» Provided records:
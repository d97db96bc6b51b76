//! 个人博客 / 作品集后端
//! 会话令牌、访问控制、博客与留言服务

pub mod auth;
pub mod config;
pub mod db;
pub mod error;
pub mod handlers;
pub mod middleware;
pub mod models;
pub mod repository;
pub mod routes;
pub mod services;
pub mod telemetry;
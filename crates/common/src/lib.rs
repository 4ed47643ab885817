pub mod config;
pub mod error;
pub mod exchange;
pub mod types;

pub use config::{Config, TradeLimits};
pub use error::{Error, Result};
pub use exchange::SpotExchange;
pub use types::*;
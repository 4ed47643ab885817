use std::sync::Arc;
use std::time::Duration;

use tracing::{info, warn};

use common::{CandleInterval, Config, Decision, Error, Result, SpotExchange};
use strategy::{IndicatorEngine, PositionTracker, SignalEvaluator, StrategyParams, MIN_CANDLES};

use crate::schedule;

/// Candles requested per cycle; indicators see this sliding window.
const CANDLE_WINDOW: usize = 100;

/// Pause after a failed cycle before rescheduling.
const FAILURE_PAUSE: Duration = Duration::from_secs(5);

/// Drives one decision cycle per candle close:
/// fetch balances → fetch candles → compute indicators → evaluate →
/// submit order. Every fetch/compute failure skips the cycle; nothing
/// here crashes the long-running process.
pub struct CycleRunner {
    exchange: Arc<dyn SpotExchange>,
    indicators: IndicatorEngine,
    evaluator: SignalEvaluator,
    position: PositionTracker,
    symbol: String,
    base_asset: String,
    quote_asset: String,
    interval: CandleInterval,
}

impl CycleRunner {
    pub fn new(exchange: Arc<dyn SpotExchange>, params: StrategyParams, cfg: &Config) -> Self {
        Self {
            exchange,
            indicators: IndicatorEngine::new(params.clone()),
            evaluator: SignalEvaluator::new(params, cfg.limits),
            position: PositionTracker::new(cfg.limits.limit_buys),
            symbol: cfg.symbol(),
            base_asset: cfg.base_asset.clone(),
            quote_asset: cfg.quote_asset.clone(),
            interval: cfg.candle_interval,
        }
    }

    pub fn position(&self) -> &PositionTracker {
        &self.position
    }

    /// Execute one full decision cycle and apply its outcome.
    ///
    /// The position counter is mutated only after the exchange accepts the
    /// order; a rejected order leaves it unchanged.
    pub async fn run_once(&mut self) -> Result<Decision> {
        let balances = self
            .exchange
            .free_balances(&self.quote_asset, &self.base_asset)
            .await?;

        let candles = self
            .exchange
            .recent_candles(&self.symbol, self.interval, CANDLE_WINDOW)
            .await?;
        if candles.len() < MIN_CANDLES {
            return Err(Error::InsufficientData(format!(
                "got {} candles, need {MIN_CANDLES}",
                candles.len()
            )));
        }

        let closes: Vec<f64> = candles.iter().map(|c| c.close).collect();
        let volumes: Vec<f64> = candles.iter().map(|c| c.volume).collect();
        let snapshot = self.indicators.compute(&closes, &volumes)?;

        let last_price = self.exchange.last_price(&self.symbol).await?;
        let decision = self
            .evaluator
            .evaluate(&snapshot, last_price, &balances, &self.position);

        // The sole audit trail: one structured line per evaluation.
        info!(
            symbol = %self.symbol,
            last_price,
            macd = snapshot.macd,
            signal = snapshot.signal,
            histogram = snapshot.histogram,
            rsi = snapshot.rsi,
            stoch_rsi = snapshot.stoch_rsi,
            volume = snapshot.volume,
            volume_ma = snapshot.volume_ma,
            price_ema = snapshot.price_ema,
            quote_free = balances.quote_free,
            base_free = balances.base_free,
            total_buys = self.position.total_buys(),
            decision = %decision,
            "cycle evaluated"
        );

        match decision {
            Decision::Buy { quantity } => {
                let receipt = self.exchange.market_buy(&self.symbol, quantity).await?;
                self.position.record_buy();
                info!(
                    order_id = %receipt.order_id,
                    quantity,
                    total_buys = self.position.total_buys(),
                    "buy executed"
                );
            }
            Decision::SellFull { quantity } => {
                let receipt = self.exchange.market_sell(&self.symbol, quantity).await?;
                self.position.record_full_exit();
                info!(order_id = %receipt.order_id, quantity, "full exit executed");
            }
            Decision::SellPartial { quantity } => {
                let receipt = self.exchange.market_sell(&self.symbol, quantity).await?;
                self.position.record_partial_exit();
                info!(
                    order_id = %receipt.order_id,
                    quantity,
                    total_buys = self.position.total_buys(),
                    "partial exit executed"
                );
            }
            Decision::Hold { .. } => {}
        }

        Ok(decision)
    }

    /// Run cycles at candle-close boundaries until an interrupt signal.
    ///
    /// The wait is aligned to the configured candle interval; an interrupt
    /// aborts the sleep promptly and never leaves a partially submitted
    /// order behind (orders are submitted synchronously within a cycle).
    pub async fn run(mut self) {
        info!(
            symbol = %self.symbol,
            interval = %self.interval,
            strategy = %self.indicators.params().name,
            "trading loop started"
        );

        loop {
            let wait = schedule::until_next_close(self.interval.duration());
            tokio::select! {
                _ = tokio::signal::ctrl_c() => {
                    info!("shutdown signal received, exiting");
                    return;
                }
                _ = tokio::time::sleep(wait) => {}
            }

            if let Err(e) = self.run_once().await {
                warn!(error = %e, "cycle skipped");
                tokio::time::sleep(FAILURE_PAUSE).await;
            }
        }
    }
}
use async_trait::async_trait;

use crate::{Balances, Candle, CandleInterval, OrderReceipt, Result};

/// Abstraction over the exchange connection.
///
/// `BinanceClient` implements this for live and sandbox trading;
/// `PaperExchange` implements it for simulation in tests. Timeouts and
/// rate limiting are the implementation's concern; the cycle runner treats
/// every failure as terminal for the current cycle.
#[async_trait]
pub trait SpotExchange: Send + Sync {
    /// Free (non-locked) balances for the quote and base assets.
    async fn free_balances(&self, quote_asset: &str, base_asset: &str) -> Result<Balances>;

    /// The most recent `limit` candles for `symbol`, oldest first.
    async fn recent_candles(
        &self,
        symbol: &str,
        interval: CandleInterval,
        limit: usize,
    ) -> Result<Vec<Candle>>;

    /// Latest traded price for `symbol`.
    async fn last_price(&self, symbol: &str) -> Result<f64>;

    /// Submit a market buy of `quantity` base units.
    async fn market_buy(&self, symbol: &str, quantity: f64) -> Result<OrderReceipt>;

    /// Submit a market sell of `quantity` base units.
    async fn market_sell(&self, symbol: &str, quantity: f64) -> Result<OrderReceipt>;
}
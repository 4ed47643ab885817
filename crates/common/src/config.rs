use crate::{CandleInterval, Error, Result, TradingMode};

/// Order sizing and capacity limits, environment-provided.
#[derive(Debug, Clone, Copy)]
pub struct TradeLimits {
    /// Maximum consecutive buys without an intervening full exit.
    pub limit_buys: u32,
    /// Smallest accepted order quantity in base units.
    pub min_order_amount: f64,
    /// Per-trade cap in base units.
    pub max_trade_amount: f64,
    /// Quote balance that must remain available before any buy.
    pub min_quote_reserve: f64,
}

impl Default for TradeLimits {
    fn default() -> Self {
        Self {
            limit_buys: 3,
            min_order_amount: 0.1,
            max_trade_amount: 0.5,
            min_quote_reserve: 10.0,
        }
    }
}

/// All configuration loaded from environment variables at startup.
/// Loads `.env` if present; any missing or invalid required variable is a
/// fatal `Error::Config`.
#[derive(Debug, Clone)]
pub struct Config {
    // Exchange credentials
    pub api_key: String,
    pub api_secret: String,

    // Trading
    pub trading_mode: TradingMode,
    pub base_asset: String,
    pub quote_asset: String,
    pub candle_interval: CandleInterval,
    pub limits: TradeLimits,

    // Strategy parameter file path
    pub strategy_config_path: String,
}

impl Config {
    pub fn from_env() -> Result<Self> {
        let _ = dotenvy::dotenv(); // ignore error if .env not present

        let trading_mode = match required("TRADING_MODE")?.to_lowercase().as_str() {
            "live" => TradingMode::Live,
            "sandbox" => TradingMode::Sandbox,
            other => {
                return Err(Error::Config(format!(
                    "TRADING_MODE must be 'live' or 'sandbox', got '{other}'"
                )))
            }
        };

        let candle_interval = optional("CANDLE_INTERVAL")
            .unwrap_or_else(|| "5m".to_string())
            .parse()?;

        let limits = TradeLimits {
            limit_buys: parsed("LIMIT_BUYS", TradeLimits::default().limit_buys)?,
            min_order_amount: parsed("MIN_ORDER_AMOUNT", TradeLimits::default().min_order_amount)?,
            max_trade_amount: parsed("MAX_TRADE_AMOUNT", TradeLimits::default().max_trade_amount)?,
            min_quote_reserve: parsed(
                "MIN_QUOTE_RESERVE",
                TradeLimits::default().min_quote_reserve,
            )?,
        };

        Ok(Config {
            api_key: required("BINANCE_API_KEY")?,
            api_secret: required("BINANCE_SECRET")?,
            trading_mode,
            base_asset: optional("BASE_ASSET").unwrap_or_else(|| "SOL".to_string()),
            quote_asset: optional("QUOTE_ASSET").unwrap_or_else(|| "USDT".to_string()),
            candle_interval,
            limits,
            strategy_config_path: optional("STRATEGY_CONFIG_PATH")
                .unwrap_or_else(|| "config/momentum-5m.toml".to_string()),
        })
    }

    /// Exchange symbol for the configured pair, e.g. "SOLUSDT".
    pub fn symbol(&self) -> String {
        format!("{}{}", self.base_asset, self.quote_asset)
    }
}

fn required(key: &str) -> Result<String> {
    std::env::var(key)
        .map_err(|_| Error::Config(format!("required environment variable '{key}' is not set")))
}

fn optional(key: &str) -> Option<String> {
    std::env::var(key).ok()
}

fn parsed<T: std::str::FromStr>(key: &str, default: T) -> Result<T> {
    match optional(key) {
        None => Ok(default),
        Some(raw) => raw
            .parse()
            .map_err(|_| Error::Config(format!("environment variable '{key}' is invalid: '{raw}'"))),
    }
}
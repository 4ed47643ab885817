//! MACD (Moving Average Convergence/Divergence).
//!
//! MACD line = EMA(fast) − EMA(slow); signal = EMA(macd line, signal period);
//! histogram = macd − signal. Only the latest point is surfaced.

use super::ema;

#[derive(Debug, Clone, Copy)]
pub struct MacdIndicator {
    pub fast: usize,
    pub slow: usize,
    pub signal: usize,
}

/// Latest MACD point.
#[derive(Debug, Clone, Copy, PartialEq)]
pub struct MacdPoint {
    pub macd: f64,
    pub signal: f64,
    pub histogram: f64,
}

impl MacdIndicator {
    pub fn new(fast: usize, slow: usize, signal: usize) -> Self {
        assert!(fast < slow, "MACD fast period must be less than slow period");
        Self { fast, slow, signal }
    }

    /// Compute the latest MACD point from closes (oldest first).
    /// Needs at least `slow + signal - 1` closes; returns `None` otherwise.
    pub fn compute(&self, closes: &[f64]) -> Option<MacdPoint> {
        if closes.len() < self.slow + self.signal - 1 {
            return None;
        }

        let fast_ema = ema::series(closes, self.fast);
        let slow_ema = ema::series(closes, self.slow);

        // MACD line is defined once the slow EMA leaves warmup.
        let macd_line: Vec<f64> = (self.slow - 1..closes.len())
            .map(|i| fast_ema[i] - slow_ema[i])
            .collect();

        let signal_line = ema::series(&macd_line, self.signal);

        let macd = *macd_line.last()?;
        let signal = *signal_line.last()?;
        if !macd.is_finite() || !signal.is_finite() {
            return None;
        }

        Some(MacdPoint {
            macd,
            signal,
            histogram: macd - signal,
        })
    }
}
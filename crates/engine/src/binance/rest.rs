use std::time::{SystemTime, UNIX_EPOCH};

use async_trait::async_trait;
use chrono::{DateTime, Utc};
use hmac::{Hmac, Mac};
use reqwest::Client;
use serde::Deserialize;
use sha2::Sha256;
use tracing::debug;

use common::{
    Balances, Candle, CandleInterval, Error, OrderReceipt, OrderSide, Result, SpotExchange,
    TradingMode,
};

const LIVE_URL: &str = "https://api.binance.com";
const SANDBOX_URL: &str = "https://testnet.binance.vision";

/// REST API client for Binance spot. Handles signing, balance and kline
/// queries, and market order placement against the live API or the testnet.
pub struct BinanceClient {
    api_key: String,
    secret: String,
    base_url: String,
    http: Client,
}

impl BinanceClient {
    pub fn new(api_key: impl Into<String>, secret: impl Into<String>, mode: TradingMode) -> Self {
        let base_url = match mode {
            TradingMode::Live => LIVE_URL,
            TradingMode::Sandbox => SANDBOX_URL,
        };
        Self {
            api_key: api_key.into(),
            secret: secret.into(),
            base_url: base_url.to_string(),
            http: Client::builder()
                .use_rustls_tls()
                .build()
                .expect("Failed to build HTTP client"),
        }
    }

    fn timestamp_ms() -> u64 {
        SystemTime::now()
            .duration_since(UNIX_EPOCH)
            .unwrap()
            .as_millis() as u64
    }

    fn sign(&self, query: &str) -> String {
        type HmacSha256 = Hmac<Sha256>;
        let mut mac = HmacSha256::new_from_slice(self.secret.as_bytes())
            .expect("HMAC accepts any key length");
        mac.update(query.as_bytes());
        hex::encode(mac.finalize().into_bytes())
    }

    async fn signed_get(&self, path: &str, params: &str) -> Result<String> {
        let ts = Self::timestamp_ms();
        let query = if params.is_empty() {
            format!("timestamp={ts}")
        } else {
            format!("{params}&timestamp={ts}")
        };
        let signature = self.sign(&query);
        let url = format!("{}{path}?{query}&signature={signature}", self.base_url);

        let resp = self
            .http
            .get(&url)
            .header("X-MBX-APIKEY", &self.api_key)
            .send()
            .await
            .map_err(|e| Error::Connectivity(e.to_string()))?;

        let status = resp.status();
        let body = resp
            .text()
            .await
            .map_err(|e| Error::Connectivity(e.to_string()))?;

        if !status.is_success() {
            return Err(Error::Connectivity(format!("HTTP {status}: {body}")));
        }
        Ok(body)
    }

    async fn signed_post(&self, path: &str, params: &str) -> Result<String> {
        let ts = Self::timestamp_ms();
        let query = format!("{params}&timestamp={ts}");
        let signature = self.sign(&query);
        let body = format!("{query}&signature={signature}");
        let url = format!("{}{path}", self.base_url);

        let resp = self
            .http
            .post(&url)
            .header("X-MBX-APIKEY", &self.api_key)
            .header("Content-Type", "application/x-www-form-urlencoded")
            .body(body)
            .send()
            .await
            .map_err(|e| Error::Connectivity(e.to_string()))?;

        let status = resp.status();
        let text = resp
            .text()
            .await
            .map_err(|e| Error::Connectivity(e.to_string()))?;

        if !status.is_success() {
            // A reachable exchange refusing the request is an order-level
            // rejection (insufficient funds, below minimum notional, ...).
            return Err(Error::Order(format!("HTTP {status}: {text}")));
        }
        Ok(text)
    }

    async fn submit_market(
        &self,
        symbol: &str,
        side: OrderSide,
        quantity: f64,
    ) -> Result<OrderReceipt> {
        let params = format!("symbol={symbol}&side={side}&type=MARKET&quantity={quantity}");

        debug!(%symbol, %side, quantity, "submitting market order");
        let body = self.signed_post("/api/v3/order", &params).await?;

        let resp: OrderResponse =
            serde_json::from_str(&body).map_err(|e| Error::Order(e.to_string()))?;

        let fill_price = resp.fills.first().and_then(|f| f.price.parse::<f64>().ok());

        Ok(OrderReceipt {
            order_id: resp.client_order_id,
            symbol: symbol.to_string(),
            side,
            quantity,
            fill_price,
            timestamp: Utc::now(),
        })
    }
}

#[async_trait]
impl SpotExchange for BinanceClient {
    async fn free_balances(&self, quote_asset: &str, base_asset: &str) -> Result<Balances> {
        let body = self.signed_get("/api/v3/account", "").await?;
        let account: AccountResponse =
            serde_json::from_str(&body).map_err(|e| Error::Connectivity(e.to_string()))?;

        let free = |asset: &str| {
            account
                .balances
                .iter()
                .find(|b| b.asset == asset)
                .and_then(|b| b.free.parse::<f64>().ok())
                .unwrap_or(0.0)
        };

        Ok(Balances {
            quote_free: free(quote_asset),
            base_free: free(base_asset),
        })
    }

    async fn recent_candles(
        &self,
        symbol: &str,
        interval: CandleInterval,
        limit: usize,
    ) -> Result<Vec<Candle>> {
        let url = format!(
            "{}/api/v3/klines?symbol={symbol}&interval={}&limit={limit}",
            self.base_url,
            interval.as_str()
        );
        let resp = self
            .http
            .get(&url)
            .send()
            .await
            .map_err(|e| Error::Connectivity(e.to_string()))?;

        let status = resp.status();
        let body = resp
            .text()
            .await
            .map_err(|e| Error::Connectivity(e.to_string()))?;
        if !status.is_success() {
            return Err(Error::Connectivity(format!("HTTP {status}: {body}")));
        }

        let rows: Vec<serde_json::Value> =
            serde_json::from_str(&body).map_err(|e| Error::Connectivity(e.to_string()))?;
        rows.iter().map(parse_kline).collect()
    }

    async fn last_price(&self, symbol: &str) -> Result<f64> {
        let url = format!("{}/api/v3/ticker/price?symbol={symbol}", self.base_url);
        let resp = self
            .http
            .get(&url)
            .send()
            .await
            .map_err(|e| Error::Connectivity(e.to_string()))?;

        let ticker: PriceTicker = resp
            .json()
            .await
            .map_err(|e| Error::Connectivity(e.to_string()))?;

        ticker
            .price
            .parse::<f64>()
            .map_err(|e| Error::Connectivity(e.to_string()))
    }

    async fn market_buy(&self, symbol: &str, quantity: f64) -> Result<OrderReceipt> {
        self.submit_market(symbol, OrderSide::Buy, quantity).await
    }

    async fn market_sell(&self, symbol: &str, quantity: f64) -> Result<OrderReceipt> {
        self.submit_market(symbol, OrderSide::Sell, quantity).await
    }
}

/// Parse one kline row: `[openTime, "open", "high", "low", "close", "volume", ...]`.
fn parse_kline(row: &serde_json::Value) -> Result<Candle> {
    let arr = row
        .as_array()
        .filter(|a| a.len() >= 6)
        .ok_or_else(|| Error::Connectivity("malformed kline row".into()))?;

    let open_time_ms = arr[0]
        .as_i64()
        .ok_or_else(|| Error::Connectivity("kline open time is not an integer".into()))?;
    let open_time: DateTime<Utc> = DateTime::from_timestamp_millis(open_time_ms)
        .ok_or_else(|| Error::Connectivity("kline open time out of range".into()))?;

    let field = |i: usize, name: &str| -> Result<f64> {
        arr[i]
            .as_str()
            .and_then(|s| s.parse::<f64>().ok())
            .ok_or_else(|| Error::Connectivity(format!("kline {name} is not a decimal string")))
    };

    Ok(Candle {
        open_time,
        open: field(1, "open")?,
        high: field(2, "high")?,
        low: field(3, "low")?,
        close: field(4, "close")?,
        volume: field(5, "volume")?,
    })
}

// ─── Response types ───────────────────────────────────────────────────────────

#[derive(Deserialize)]
#[serde(rename_all = "camelCase")]
struct OrderResponse {
    client_order_id: String,
    #[serde(default)]
    fills: Vec<FillDetail>,
}

#[derive(Deserialize)]
struct FillDetail {
    price: String,
}

#[derive(Deserialize)]
struct AccountResponse {
    balances: Vec<AssetBalance>,
}

#[derive(Deserialize)]
struct AssetBalance {
    asset: String,
    free: String,
}

#[derive(Deserialize)]
struct PriceTicker {
    price: String,
}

» Aim of the task:
Please count the lines in the material above that hold the word "StrategyParams", and give only the total.

» Answer space:
2